I’m a little blue, probably because I had to throw out my last pair of pajama bottoms and my second-to-last pair of jeans a few days ago, they finally fell apart. Last night I slept in a too-small t-shirt and tiny shabby men’s boxer briefs. There’s some kind of place on my little Comfort Gauge that gets tripped now and then when the variety of Needs becomes too much to navigate; I don’t mind juggling but I hate feeling overwhelmed and sad (things used to be a lot harder; I’m grateful today we can pay our bills). Like when I don’t have a single dress for winter and I’m carefully washing my four pair of socks and a friend online posts pictures of their entire closet piled with of shoes and I go count and I have six pair, including one pair of Old Navy flipflops (Doesn’t Work For Winter) and a pair of Danskos I bought long ago and don’t wear (anyone want ’em? size 39), or when Phoenix’s child friend comes over and looks in my closet and says, “These are ALL of your clothes? I have four times this many!” or when I can’t really figure out what to scrape a few bucks off to buy (because Ralph will bend as far as he can to help me be happy and would not begrudge me anything) simply because I don’t quite know where to start.

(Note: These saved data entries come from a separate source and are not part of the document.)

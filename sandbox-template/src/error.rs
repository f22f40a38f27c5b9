use thiserror::Error;

pub type Result<T> = std::result::Result<T, Error>;

#[derive(Error, Debug)]
pub enum Error {
    /// Missing or malformed local configuration, raised before any remote call.
    #[error("configuration error: {0}")]
    Configuration(String),

    #[error("invalid {what}: {reason}")]
    InvalidSpec { what: String, reason: String },

    /// The service diagnostic, verbatim.
    #[error("image build failed: {0}")]
    RemoteBuild(String),

    #[error("could not acquire an instance of {alias}: {reason}")]
    InstanceAcquisition { alias: String, reason: String },

    /// A call against a running instance failed before producing an exit code.
    #[error("sandbox service error: {0}")]
    Remote(String),

    #[error("could not tear down instance {instance}: {reason}")]
    Teardown { instance: String, reason: String },

    #[error("I/O error: {0}")]
    Io(#[from] std::io::Error),

    #[error("template file error: {0}")]
    Yaml(#[from] serde_yaml::Error),

    #[error("serialization error: {0}")]
    Json(#[from] serde_json::Error),
}

impl Error {
    pub fn invalid<W: Into<String>, R: Into<String>>(what: W, reason: R) -> Error {
        Error::InvalidSpec {
            what: what.into(),
            reason: reason.into(),
        }
    }
}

I’ve written about these feelings before, borrrring. I inwardly grown at the thought of hearing postulated “solutions” because what I mostly want to do is write about it, the writing itself moves me to clarity. Regarding less personalized dictums, hearing the frequent admonitions to mothers to “not put themselves last” and to make sure to get themselves a pedicure and have a cup of tea by themselves in the morning, it chaps my ass. First off it’s typical condescending be-ladying (Right. TEA will solve our problems! and P.S. large edifices in our entire culture flourish by mothers Putting Themselves Last, and most people don’t seem to mind). And the fact is some things have to go last, for a time at least, and sometimes they’re my things, and I have the right to talk about my feelings now and then without being told How I Could Do It Better as Wife/Mother/Laydee.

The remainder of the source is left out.